Please copy out each line of the listing that contains the word "Moderate".

Input material Block Start

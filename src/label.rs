//! # Score Labeler
//! Maps a 0–100 demand score to the label drivers see on the zone card.
//! Pure step function; band lower bounds are inclusive.

use serde::{Deserialize, Serialize};

#[derive(Debug, Clone, Copy, PartialEq, Eq, Serialize, Deserialize)]
pub enum DemandLabel {
    Hot,
    Busy,
    Moderate,
    Slow,
    Dead,
}

impl DemandLabel {
    pub fn for_score(score: u8) -> Self {
        match score {
            80..=u8::MAX => Self::Hot,
            60..=79 => Self::Busy,
            40..=59 => Self::Moderate,
            20..=39 => Self::Slow,
            _ => Self::Dead,
        }
    }

    pub fn as_str(self) -> &'static str {
        match self {
            Self::Hot => "Hot",
            Self::Busy => "Busy",
            Self::Moderate => "Moderate",
            Self::Slow => "Slow",
            Self::Dead => "Dead",
        }
    }
}

impl std::fmt::Display for DemandLabel {
    fn fmt(&self, f: &mut std::fmt::Formatter<'_>) -> std::fmt::Result {
        f.write_str(self.as_str())
    }
}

Input material Block End

### [Completed task]
    Moderate,
            40..=59 => Self::Moderate,
            Self::Moderate => "Moderate",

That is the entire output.